La muchacha había estado concentrada, en absoluto insegura. Ahí Tuula se había equivocado. De todos modos, Hämäläinen tendía a dudar de la capacidad de juicio de Tuula. ¿Cómo se le había ocurrido traer al programa dos noches sucesivas a dos mujeres para que hablaran de sus maridos fallecidos? La viuda del rey del tango, la novia del asesino.
Tenía la vista perdida en la televisión y sentía la mano de Irene que le rascaba la nuca. Le producía escalofríos.
Cerró los ojos y escuchó la voz de la muchacha desde la pantalla:
—Nunca le olvidaré —decía—, me acompañará durante toda mi vida.
Y luego su propia voz formulando otra pregunta. Tranquilo, controlado, cálido y comprensivo, pero al mismo tiempo escéptico y admonitorio. «Los señores de la vida y de la muerte», había dicho Tuula. Por algún motivo no lograba sacarse esa frase de la cabeza.

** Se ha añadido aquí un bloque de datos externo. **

//! Frame consumers
//!
//! A [`Stepper`] receives every frame a driver emits and owns the timing
//! between them. The driver resumes as soon as `frame` returns, so a stepper
//! that returns immediately runs the whole sort synchronously.

use super::Frame;
use std::io::Write;
use std::thread;
use std::time::Duration;

pub trait Stepper {
    /// Consume one frame. The emitting driver is suspended until this returns.
    fn frame(&mut self, frame: &Frame<'_>);

    /// Consume the trailing state changes published after the last frame.
    /// These are applied without a pause and do not count as a frame.
    fn settle(&mut self, _frame: &Frame<'_>) {}
}

impl<S: Stepper + ?Sized> Stepper for &mut S {
    fn frame(&mut self, frame: &Frame<'_>) {
        (**self).frame(frame);
    }

    fn settle(&mut self, frame: &Frame<'_>) {
        (**self).settle(frame);
    }
}

/// Owned copy of a published frame
#[derive(Debug, Clone, PartialEq, Eq)]
pub struct FrameSnapshot {
    pub values: Vec<u32>,
    pub active: Vec<usize>,
    /// Sorted region in ascending order
    pub sorted: Vec<usize>,
    /// Number of element writes folded into this frame
    pub changes: usize,
}

impl From<&Frame<'_>> for FrameSnapshot {
    fn from(frame: &Frame<'_>) -> Self {
        FrameSnapshot {
            values: frame.values.to_vec(),
            active: frame.active.to_vec(),
            sorted: frame.sorted.to_sorted_vec(),
            changes: frame.changes.len(),
        }
    }
}

/// Zero-delay stepper keeping a full snapshot of every frame
///
/// Memory grows with frames × elements, so this is meant for small inputs.
#[derive(Debug, Clone, Default)]
pub struct Trace {
    pub frames: Vec<FrameSnapshot>,
    pub settled: Option<FrameSnapshot>,
}

impl Trace {
    /// Final observable magnitudes, or `None` if nothing was ever published
    pub fn final_values(&self) -> Option<&[u32]> {
        self.settled
            .as_ref()
            .or(self.frames.last())
            .map(|f| f.values.as_slice())
    }

    /// Frames whose element writes changed the dataset
    pub fn mutating_frames(&self) -> usize {
        self.frames.iter().filter(|f| f.changes > 0).count()
    }
}

impl Stepper for Trace {
    fn frame(&mut self, frame: &Frame<'_>) {
        self.frames.push(FrameSnapshot::from(frame));
    }

    fn settle(&mut self, frame: &Frame<'_>) {
        self.settled = Some(FrameSnapshot::from(frame));
    }
}

/// Forwards to an inner stepper and then blocks for `delay` after each frame
#[derive(Debug)]
pub struct Paced<S> {
    inner: S,
    delay: Duration,
}

impl<S: Stepper> Paced<S> {
    pub fn new(inner: S, delay: Duration) -> Self {
        Paced { inner, delay }
    }

    pub fn into_inner(self) -> S {
        self.inner
    }
}

impl<S: Stepper> Stepper for Paced<S> {
    fn frame(&mut self, frame: &Frame<'_>) {
        self.inner.frame(frame);
        if !self.delay.is_zero() {
            thread::sleep(self.delay);
        }
    }

    fn settle(&mut self, frame: &Frame<'_>) {
        self.inner.settle(frame);
    }
}

/// Writes one line per frame: frame number, highlight, then the values with
/// active elements in brackets and sorted ones suffixed by `*`
pub struct TextStepper<W: Write> {
    out: W,
    failed: bool,
}

impl<W: Write> TextStepper<W> {
    pub fn new(out: W) -> Self {
        TextStepper { out, failed: false }
    }

    /// True if any write to the output failed
    pub fn failed(&self) -> bool {
        self.failed
    }

    pub fn into_inner(self) -> W {
        self.out
    }

    fn write_line(&mut self, label: &str, frame: &Frame<'_>) {
        if self.failed {
            return;
        }
        let cells: Vec<String> = frame
            .values
            .iter()
            .enumerate()
            .map(|(i, v)| {
                let mark = if frame.sorted.contains(i) { "*" } else { "" };
                if frame.active.contains(&i) {
                    format!("[{}]{}", v, mark)
                } else {
                    format!("{}{}", v, mark)
                }
            })
            .collect();
        if let Err(e) = writeln!(self.out, "{:>6} {}", label, cells.join(" ")) {
            tracing::warn!("Frame output failed: {}", e);
            self.failed = true;
        }
    }
}

impl<W: Write> Stepper for TextStepper<W> {
    fn frame(&mut self, frame: &Frame<'_>) {
        let label = frame.number.to_string();
        self.write_line(&label, frame);
    }

    fn settle(&mut self, frame: &Frame<'_>) {
        self.write_line("done", frame);
    }
}

#[cfg(test)]
mod tests {
    use super::*;
    use crate::frame::Emitter;
    use crate::tracker::SortedRegion;
    use std::time::Instant;

    #[test]
    fn test_text_stepper_marks_active_and_sorted() {
        let mut values = vec![2, 1];
        let mut sorted = SortedRegion::new();
        let mut text = TextStepper::new(Vec::new());
        {
            let mut em = Emitter::new(&mut values, &mut sorted, &mut text);
            em.swap(0, 1);
            em.emit(&[0, 1]);
            em.mark_all_sorted();
            em.settle();
        }
        let output = String::from_utf8(text.into_inner()).unwrap();
        let lines: Vec<&str> = output.lines().collect();

        assert_eq!(lines.len(), 2);
        assert_eq!(lines[0].trim(), "0 [1] [2]");
        assert_eq!(lines[1].trim(), "done 1* 2*");
    }

    #[test]
    fn test_paced_waits_after_each_frame() {
        let mut values = vec![1, 2, 3];
        let mut sorted = SortedRegion::new();
        let mut paced = Paced::new(Trace::default(), Duration::from_millis(5));
        let started = Instant::now();
        {
            let mut em = Emitter::new(&mut values, &mut sorted, &mut paced);
            em.emit(&[0, 1]);
            em.emit(&[1, 2]);
        }
        assert!(started.elapsed() >= Duration::from_millis(10));
        assert_eq!(paced.into_inner().frames.len(), 2);
    }
}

—Lo único que no puedo perdonarle es que nunca hablara conmigo —dijo la muchacha.
Y, luego, otra voz, algo rasposa. El psicólogo, que estaba sentado entre el público y cuyo cometido era aportar algún que otro comentario con una base científica. Luego, oyó otra vez su propia voz, otra pregunta. Una pregunta que se quedó como colgada en el espacio.

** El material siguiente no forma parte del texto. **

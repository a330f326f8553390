//! TUI pane rendering modules
//!
//! # Pane Modules
//!
//! - [`controls`]: Algorithm selector and element count header
//! - [`bars`]: The dataset as colored bars
//! - [`status`]: Status bar with keybindings and run state
//!
//! Each pane module exports a `render_*` function taking a `*RenderData`
//! struct, so panes never reach into the controller themselves.

pub mod bars;
pub mod controls;
pub mod status;

pub use bars::{render_bars_pane, BarsRenderData};
pub use controls::{render_controls_pane, ControlsRenderData};
pub use status::{render_status_bar, StatusRenderData};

—Si lo hubiera sabido, le habría impedido hacerlo. Yo lo habría conseguido —dijo la muchacha.
Un momento de silencio.
—Yo habría logrado impedirlo —repitió.
La mano de Irene en su nuca. Hämäläinen abrió los ojos. Se vio a sí mismo asentir pensativo en la pantalla. Un largo aplauso.

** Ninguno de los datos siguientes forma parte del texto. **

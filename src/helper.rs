//! Small helpers shared by resources and data sources.

use crate::error::{ProviderError, Result};
use serde::{Deserialize, Deserializer};
use serde_json::Value;
use sha2::{Digest, Sha256};
use std::path::Path;

/// Separator of composite resource ids, e.g. `instanceId#userId`.
pub const FILED_SP: &str = "#";

/// Join id parts with [`FILED_SP`].
pub fn build_id(parts: &[&str]) -> String {
    parts.join(FILED_SP)
}

/// Split a composite id into exactly `n` non-empty parts.
pub fn parse_id(id: &str, n: usize) -> Result<Vec<&str>> {
    let parts: Vec<&str> = id.split(FILED_SP).collect();
    if parts.len() != n || parts.iter().any(|p| p.is_empty()) {
        return Err(ProviderError::InvalidRequest(format!(
            "id is broken, id is {}",
            id
        )));
    }
    Ok(parts)
}

/// Stable id for a data source result, derived from the ids it returned.
pub fn data_resource_ids_hash<S: AsRef<str>>(ids: &[S]) -> String {
    let mut hasher = Sha256::new();
    for id in ids {
        hasher.update(id.as_ref().as_bytes());
        hasher.update(b"-");
    }
    let digest = hex::encode(hasher.finalize());
    digest[..16].to_string()
}

/// Write `value` as pretty JSON to `path`, creating parent directories.
pub fn write_to_file(path: impl AsRef<Path>, value: &Value) -> Result<()> {
    let path = path.as_ref();
    if let Some(parent) = path.parent().filter(|p| !p.as_os_str().is_empty()) {
        std::fs::create_dir_all(parent)?;
    }
    let body = serde_json::to_string_pretty(value)?;
    std::fs::write(path, body)?;
    tracing::debug!(path = %path.display(), "wrote result_output_file");
    Ok(())
}

/// Format a unix timestamp as `YYYY-MM-DD HH:MM:SS` (UTC).
pub fn format_unix_time(secs: i64) -> String {
    chrono::DateTime::from_timestamp(secs, 0)
        .map(|t| t.format("%Y-%m-%d %H:%M:%S").to_string())
        .unwrap_or_default()
}

/// Deserialize null as the type's default, for state maps that always carry
/// every attribute.
pub fn null_default<'de, D, T>(deserializer: D) -> std::result::Result<T, D::Error>
where
    D: Deserializer<'de>,
    T: Default + Deserialize<'de>,
{
    Ok(Option::<T>::deserialize(deserializer)?.unwrap_or_default())
}

/// Drop empty strings, turning them into `None`.
pub fn non_empty(s: Option<String>) -> Option<String> {
    s.filter(|s| !s.is_empty())
}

—Bien —dijo Irene en un tono extrañamente sordo.
—¿Qué dices? —le preguntó.
—Bien. Que has estado muy bien hoy —aclaró Irene.
Irene le rascaba la nuca y él se sentía muy cansado.
—¿Cómo están las enanas? —preguntó.
—Bien.
—¿Cuándo se han ido a la cama?
—Tarde. Poco antes de que volvieras.
Asintió.
—Lotta tiene este fin de semana su primera competición con el equipo de esquí de fondo. Estaba muy excitada, y, claro, Minna tampoco tenía ganas de irse a dormir.
Asintió.
—Terrible —dijo ella.
Y él dijo:
—Sigan ustedes con nosotros.
Pero eso era en la pantalla.
Estaban pasando los títulos de crédito. Irene repitió:
—Terrible.
—¿Qué?
—La muchacha. Parecía tan… concentrada. Ambos dabais esa impresión.
Asintió.
—No te he visto nunca tan concentrado como en este programa —dijo ella.
—Gracias.
—No hace ni dos semanas y ya nadie habla de ello. La gente casi ni se acuerda de cuántas personas mató ese chico.
—Tres… —dijo Hämäläinen—, e hirió a otras cinco. Tienes razón, no hemos sido… —se tragó el resto de la frase.
«No hemos sido demasiado actuales», había querido decir. No había sido fácil. Primero habían intentado tentado invitar a los padres del asesino o a familiares de las víctimas y al final, tras muchos esfuerzos inútiles, habían dado con la novia del joven. No del todo actual, pero había estado a la altura de los sucesos. La muchacha había sido una buena invitada.
Irene le rascaba la nuca, la espalda. Las niñas dormían.
—Esperemos que la muchacha consiga dejar atrás todo esto y seguir viviendo —dijo Irene.